• What needs to be done: Of all the entries below, retype only the lines from the one with "const EPSLN: f64 = 1.0e-10;" through the one with "pub ra: f64, // 1/a", exactly as they appear.

• Data excerpts:
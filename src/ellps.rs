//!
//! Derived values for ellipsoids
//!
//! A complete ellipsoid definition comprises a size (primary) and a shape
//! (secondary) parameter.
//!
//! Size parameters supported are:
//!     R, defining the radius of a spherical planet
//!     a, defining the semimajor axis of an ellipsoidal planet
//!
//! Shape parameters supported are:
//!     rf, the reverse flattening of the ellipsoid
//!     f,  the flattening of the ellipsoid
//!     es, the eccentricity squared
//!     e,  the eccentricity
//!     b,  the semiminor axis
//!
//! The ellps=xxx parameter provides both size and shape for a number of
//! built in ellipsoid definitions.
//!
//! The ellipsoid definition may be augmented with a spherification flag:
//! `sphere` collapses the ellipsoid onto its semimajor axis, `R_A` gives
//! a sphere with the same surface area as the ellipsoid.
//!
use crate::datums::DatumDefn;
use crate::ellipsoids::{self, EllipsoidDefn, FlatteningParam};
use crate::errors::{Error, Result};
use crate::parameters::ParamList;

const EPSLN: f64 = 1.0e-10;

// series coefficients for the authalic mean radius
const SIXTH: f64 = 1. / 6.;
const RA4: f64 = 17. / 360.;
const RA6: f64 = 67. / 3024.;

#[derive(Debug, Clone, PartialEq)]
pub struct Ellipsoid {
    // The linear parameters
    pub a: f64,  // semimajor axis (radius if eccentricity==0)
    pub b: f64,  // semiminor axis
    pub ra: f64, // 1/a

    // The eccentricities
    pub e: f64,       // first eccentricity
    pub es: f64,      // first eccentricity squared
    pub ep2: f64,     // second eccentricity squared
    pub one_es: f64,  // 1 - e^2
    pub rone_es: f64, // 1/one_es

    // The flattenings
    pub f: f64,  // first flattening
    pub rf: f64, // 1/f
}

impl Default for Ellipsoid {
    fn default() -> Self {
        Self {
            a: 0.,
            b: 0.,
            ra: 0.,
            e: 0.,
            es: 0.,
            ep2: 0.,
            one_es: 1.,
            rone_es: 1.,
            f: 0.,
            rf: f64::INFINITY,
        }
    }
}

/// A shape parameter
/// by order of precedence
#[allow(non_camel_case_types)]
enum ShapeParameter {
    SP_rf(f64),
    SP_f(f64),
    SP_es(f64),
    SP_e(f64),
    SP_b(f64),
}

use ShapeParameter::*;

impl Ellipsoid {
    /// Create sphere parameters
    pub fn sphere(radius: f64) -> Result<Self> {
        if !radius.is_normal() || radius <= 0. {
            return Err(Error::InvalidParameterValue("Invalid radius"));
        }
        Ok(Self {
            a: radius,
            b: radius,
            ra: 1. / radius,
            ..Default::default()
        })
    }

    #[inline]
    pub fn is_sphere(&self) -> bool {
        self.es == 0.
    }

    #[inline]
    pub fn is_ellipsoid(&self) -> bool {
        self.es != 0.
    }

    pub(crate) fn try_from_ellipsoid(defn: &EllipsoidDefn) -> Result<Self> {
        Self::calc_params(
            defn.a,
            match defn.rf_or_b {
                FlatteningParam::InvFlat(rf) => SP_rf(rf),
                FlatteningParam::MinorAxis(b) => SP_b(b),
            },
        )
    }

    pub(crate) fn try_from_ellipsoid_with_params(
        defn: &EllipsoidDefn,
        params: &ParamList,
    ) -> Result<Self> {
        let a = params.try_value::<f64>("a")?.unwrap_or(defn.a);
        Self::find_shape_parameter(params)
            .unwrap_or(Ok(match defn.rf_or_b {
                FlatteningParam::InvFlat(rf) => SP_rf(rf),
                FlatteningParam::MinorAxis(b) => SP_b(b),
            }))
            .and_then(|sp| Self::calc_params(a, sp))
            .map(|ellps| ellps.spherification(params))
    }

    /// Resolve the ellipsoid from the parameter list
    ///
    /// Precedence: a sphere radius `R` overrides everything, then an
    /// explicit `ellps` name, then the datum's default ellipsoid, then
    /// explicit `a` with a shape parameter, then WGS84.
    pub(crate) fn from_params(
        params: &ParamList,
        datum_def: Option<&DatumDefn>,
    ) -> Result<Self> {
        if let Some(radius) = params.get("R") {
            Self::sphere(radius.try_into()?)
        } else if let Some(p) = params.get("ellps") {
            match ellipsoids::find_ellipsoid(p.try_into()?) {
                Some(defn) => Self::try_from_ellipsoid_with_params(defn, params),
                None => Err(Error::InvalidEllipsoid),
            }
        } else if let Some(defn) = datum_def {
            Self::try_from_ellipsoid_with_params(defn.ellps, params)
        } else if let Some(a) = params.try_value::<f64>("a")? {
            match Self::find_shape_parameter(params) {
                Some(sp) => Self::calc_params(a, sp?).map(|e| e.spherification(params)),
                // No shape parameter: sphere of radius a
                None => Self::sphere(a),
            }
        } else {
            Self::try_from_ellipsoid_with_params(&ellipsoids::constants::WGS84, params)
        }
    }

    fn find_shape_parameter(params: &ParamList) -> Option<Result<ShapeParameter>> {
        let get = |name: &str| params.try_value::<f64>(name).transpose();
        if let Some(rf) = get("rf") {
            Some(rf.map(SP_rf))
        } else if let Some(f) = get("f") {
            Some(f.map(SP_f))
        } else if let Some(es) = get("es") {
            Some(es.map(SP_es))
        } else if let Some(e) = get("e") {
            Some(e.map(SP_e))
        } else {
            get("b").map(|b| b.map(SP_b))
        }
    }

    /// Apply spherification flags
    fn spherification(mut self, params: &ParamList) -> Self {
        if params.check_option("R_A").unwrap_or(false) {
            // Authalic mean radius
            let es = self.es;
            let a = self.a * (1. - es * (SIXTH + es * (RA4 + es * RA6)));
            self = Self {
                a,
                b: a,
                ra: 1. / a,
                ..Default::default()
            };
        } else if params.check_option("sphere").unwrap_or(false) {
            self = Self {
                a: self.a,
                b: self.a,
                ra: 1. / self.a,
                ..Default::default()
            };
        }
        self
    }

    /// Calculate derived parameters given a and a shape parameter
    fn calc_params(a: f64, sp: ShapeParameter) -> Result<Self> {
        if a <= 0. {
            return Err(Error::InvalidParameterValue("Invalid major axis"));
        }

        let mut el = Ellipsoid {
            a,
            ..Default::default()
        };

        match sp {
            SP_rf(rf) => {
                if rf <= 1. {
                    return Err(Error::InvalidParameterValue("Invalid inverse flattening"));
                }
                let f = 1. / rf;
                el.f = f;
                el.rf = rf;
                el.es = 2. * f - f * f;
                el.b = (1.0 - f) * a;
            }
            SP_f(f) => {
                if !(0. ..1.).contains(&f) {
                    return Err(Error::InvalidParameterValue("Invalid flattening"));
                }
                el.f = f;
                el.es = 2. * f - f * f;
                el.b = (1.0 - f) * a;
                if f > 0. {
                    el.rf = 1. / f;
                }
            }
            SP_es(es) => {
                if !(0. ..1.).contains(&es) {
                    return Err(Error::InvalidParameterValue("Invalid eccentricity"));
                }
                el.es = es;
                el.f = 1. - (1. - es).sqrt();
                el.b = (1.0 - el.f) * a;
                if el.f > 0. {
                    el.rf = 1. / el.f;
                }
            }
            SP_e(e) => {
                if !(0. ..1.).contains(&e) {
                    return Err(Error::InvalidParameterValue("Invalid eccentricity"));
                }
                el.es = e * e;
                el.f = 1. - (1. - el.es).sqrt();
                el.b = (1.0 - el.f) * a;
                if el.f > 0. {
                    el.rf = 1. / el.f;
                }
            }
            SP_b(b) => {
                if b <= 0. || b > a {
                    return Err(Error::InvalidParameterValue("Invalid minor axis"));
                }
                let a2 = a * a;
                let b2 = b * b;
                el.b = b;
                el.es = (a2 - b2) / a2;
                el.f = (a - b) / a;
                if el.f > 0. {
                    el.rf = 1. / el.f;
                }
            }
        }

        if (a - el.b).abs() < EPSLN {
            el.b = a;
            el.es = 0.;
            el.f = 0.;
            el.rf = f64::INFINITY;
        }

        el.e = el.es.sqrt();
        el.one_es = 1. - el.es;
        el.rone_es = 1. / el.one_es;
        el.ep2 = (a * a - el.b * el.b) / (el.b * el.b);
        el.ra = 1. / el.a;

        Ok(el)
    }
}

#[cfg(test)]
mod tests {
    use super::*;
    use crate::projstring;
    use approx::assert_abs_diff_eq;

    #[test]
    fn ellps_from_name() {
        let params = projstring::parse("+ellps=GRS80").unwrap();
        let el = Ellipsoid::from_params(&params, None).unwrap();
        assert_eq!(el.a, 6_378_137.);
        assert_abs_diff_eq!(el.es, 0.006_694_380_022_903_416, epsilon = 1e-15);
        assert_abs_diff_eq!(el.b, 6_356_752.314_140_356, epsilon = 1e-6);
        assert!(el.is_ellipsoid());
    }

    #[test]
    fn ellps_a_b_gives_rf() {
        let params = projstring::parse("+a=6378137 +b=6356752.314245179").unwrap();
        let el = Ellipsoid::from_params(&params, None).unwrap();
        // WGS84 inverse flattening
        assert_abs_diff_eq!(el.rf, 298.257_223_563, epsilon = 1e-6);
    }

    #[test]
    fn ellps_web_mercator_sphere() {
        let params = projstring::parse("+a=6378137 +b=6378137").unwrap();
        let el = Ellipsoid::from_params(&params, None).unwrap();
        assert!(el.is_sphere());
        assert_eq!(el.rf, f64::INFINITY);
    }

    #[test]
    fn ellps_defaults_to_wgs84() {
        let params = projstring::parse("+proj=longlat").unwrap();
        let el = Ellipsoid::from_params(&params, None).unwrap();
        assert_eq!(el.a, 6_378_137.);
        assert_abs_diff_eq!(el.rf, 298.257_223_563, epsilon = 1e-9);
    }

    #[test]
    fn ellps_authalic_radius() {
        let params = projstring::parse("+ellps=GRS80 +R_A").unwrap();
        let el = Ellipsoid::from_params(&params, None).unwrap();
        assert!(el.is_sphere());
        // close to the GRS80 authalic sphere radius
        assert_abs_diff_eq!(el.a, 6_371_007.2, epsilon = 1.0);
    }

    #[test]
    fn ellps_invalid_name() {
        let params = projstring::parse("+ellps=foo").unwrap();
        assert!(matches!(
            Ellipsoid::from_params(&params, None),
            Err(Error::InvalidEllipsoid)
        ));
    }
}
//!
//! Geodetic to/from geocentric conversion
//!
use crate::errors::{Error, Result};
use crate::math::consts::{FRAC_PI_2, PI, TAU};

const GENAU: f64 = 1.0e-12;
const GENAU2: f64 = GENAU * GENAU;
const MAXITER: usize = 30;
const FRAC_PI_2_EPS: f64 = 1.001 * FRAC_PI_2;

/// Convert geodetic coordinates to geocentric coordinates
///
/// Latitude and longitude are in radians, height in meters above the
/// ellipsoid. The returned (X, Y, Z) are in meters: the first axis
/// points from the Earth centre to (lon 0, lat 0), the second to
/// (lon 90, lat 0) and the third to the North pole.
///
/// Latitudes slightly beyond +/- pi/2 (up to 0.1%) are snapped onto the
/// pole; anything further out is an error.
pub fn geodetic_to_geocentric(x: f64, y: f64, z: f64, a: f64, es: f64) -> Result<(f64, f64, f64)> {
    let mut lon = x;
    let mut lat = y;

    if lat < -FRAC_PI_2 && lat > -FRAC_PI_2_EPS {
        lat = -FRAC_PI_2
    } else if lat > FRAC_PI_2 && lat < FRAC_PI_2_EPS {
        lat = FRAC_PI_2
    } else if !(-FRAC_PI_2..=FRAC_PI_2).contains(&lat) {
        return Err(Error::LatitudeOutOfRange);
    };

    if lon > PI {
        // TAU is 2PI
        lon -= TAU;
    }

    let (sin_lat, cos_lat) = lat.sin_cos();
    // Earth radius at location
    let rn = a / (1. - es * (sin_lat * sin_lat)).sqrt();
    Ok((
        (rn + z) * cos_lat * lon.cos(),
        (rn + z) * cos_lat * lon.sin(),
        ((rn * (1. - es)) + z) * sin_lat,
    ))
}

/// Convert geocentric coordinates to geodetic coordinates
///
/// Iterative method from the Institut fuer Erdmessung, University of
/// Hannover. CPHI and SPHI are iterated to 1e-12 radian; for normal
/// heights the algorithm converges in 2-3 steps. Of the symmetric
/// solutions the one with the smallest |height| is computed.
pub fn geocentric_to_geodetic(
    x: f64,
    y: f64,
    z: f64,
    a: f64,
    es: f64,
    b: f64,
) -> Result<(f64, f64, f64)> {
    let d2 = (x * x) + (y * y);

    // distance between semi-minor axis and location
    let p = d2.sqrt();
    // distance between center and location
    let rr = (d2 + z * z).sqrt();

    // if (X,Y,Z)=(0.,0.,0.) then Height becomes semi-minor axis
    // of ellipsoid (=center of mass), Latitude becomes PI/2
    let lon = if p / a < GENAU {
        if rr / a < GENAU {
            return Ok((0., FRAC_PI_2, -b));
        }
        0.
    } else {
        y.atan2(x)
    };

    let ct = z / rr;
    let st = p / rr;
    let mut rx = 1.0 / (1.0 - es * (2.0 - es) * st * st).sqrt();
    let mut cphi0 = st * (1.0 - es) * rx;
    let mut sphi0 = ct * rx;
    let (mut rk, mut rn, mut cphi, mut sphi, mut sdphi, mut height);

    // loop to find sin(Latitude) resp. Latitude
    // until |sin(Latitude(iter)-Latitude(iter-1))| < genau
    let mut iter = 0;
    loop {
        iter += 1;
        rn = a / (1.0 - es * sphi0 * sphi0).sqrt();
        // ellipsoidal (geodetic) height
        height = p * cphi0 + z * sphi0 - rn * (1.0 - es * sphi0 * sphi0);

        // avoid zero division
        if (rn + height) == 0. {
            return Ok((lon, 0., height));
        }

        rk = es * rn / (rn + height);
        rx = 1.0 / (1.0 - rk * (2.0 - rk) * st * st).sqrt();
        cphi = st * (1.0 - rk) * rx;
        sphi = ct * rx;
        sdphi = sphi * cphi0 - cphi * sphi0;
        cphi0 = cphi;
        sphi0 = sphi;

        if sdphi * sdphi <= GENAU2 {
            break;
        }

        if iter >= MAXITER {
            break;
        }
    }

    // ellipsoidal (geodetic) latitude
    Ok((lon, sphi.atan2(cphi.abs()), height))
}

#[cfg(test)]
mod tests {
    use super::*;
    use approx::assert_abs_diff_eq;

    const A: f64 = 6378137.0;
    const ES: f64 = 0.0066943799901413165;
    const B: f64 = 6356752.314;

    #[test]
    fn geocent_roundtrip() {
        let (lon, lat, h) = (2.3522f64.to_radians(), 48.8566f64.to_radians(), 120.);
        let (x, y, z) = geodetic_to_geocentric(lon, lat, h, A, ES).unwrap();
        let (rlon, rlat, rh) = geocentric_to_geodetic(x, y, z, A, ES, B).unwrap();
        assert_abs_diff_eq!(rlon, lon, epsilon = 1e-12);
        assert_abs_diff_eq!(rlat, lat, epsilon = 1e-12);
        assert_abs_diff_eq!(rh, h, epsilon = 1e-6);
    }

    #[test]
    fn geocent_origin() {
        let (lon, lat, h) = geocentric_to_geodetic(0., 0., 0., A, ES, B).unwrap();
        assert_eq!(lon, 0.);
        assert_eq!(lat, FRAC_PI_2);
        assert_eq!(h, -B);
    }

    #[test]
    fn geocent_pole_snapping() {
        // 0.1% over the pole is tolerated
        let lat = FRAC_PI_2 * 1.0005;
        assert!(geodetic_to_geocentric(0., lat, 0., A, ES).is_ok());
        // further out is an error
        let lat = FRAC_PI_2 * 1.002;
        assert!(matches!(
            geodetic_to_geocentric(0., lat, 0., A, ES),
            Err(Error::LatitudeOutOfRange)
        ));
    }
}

• Output of the exercise:
const EPSLN: f64 = 1.0e-10;

// series coefficients for the authalic mean radius
const SIXTH: f64 = 1. / 6.;
const RA4: f64 = 17. / 360.;
const RA6: f64 = 67. / 3024.;

#[derive(Debug, Clone, PartialEq)]
pub struct Ellipsoid {
    // The linear parameters
    pub a: f64,  // semimajor axis (radius if eccentricity==0)
    pub b: f64,  // semiminor axis
    pub ra: f64, // 1/a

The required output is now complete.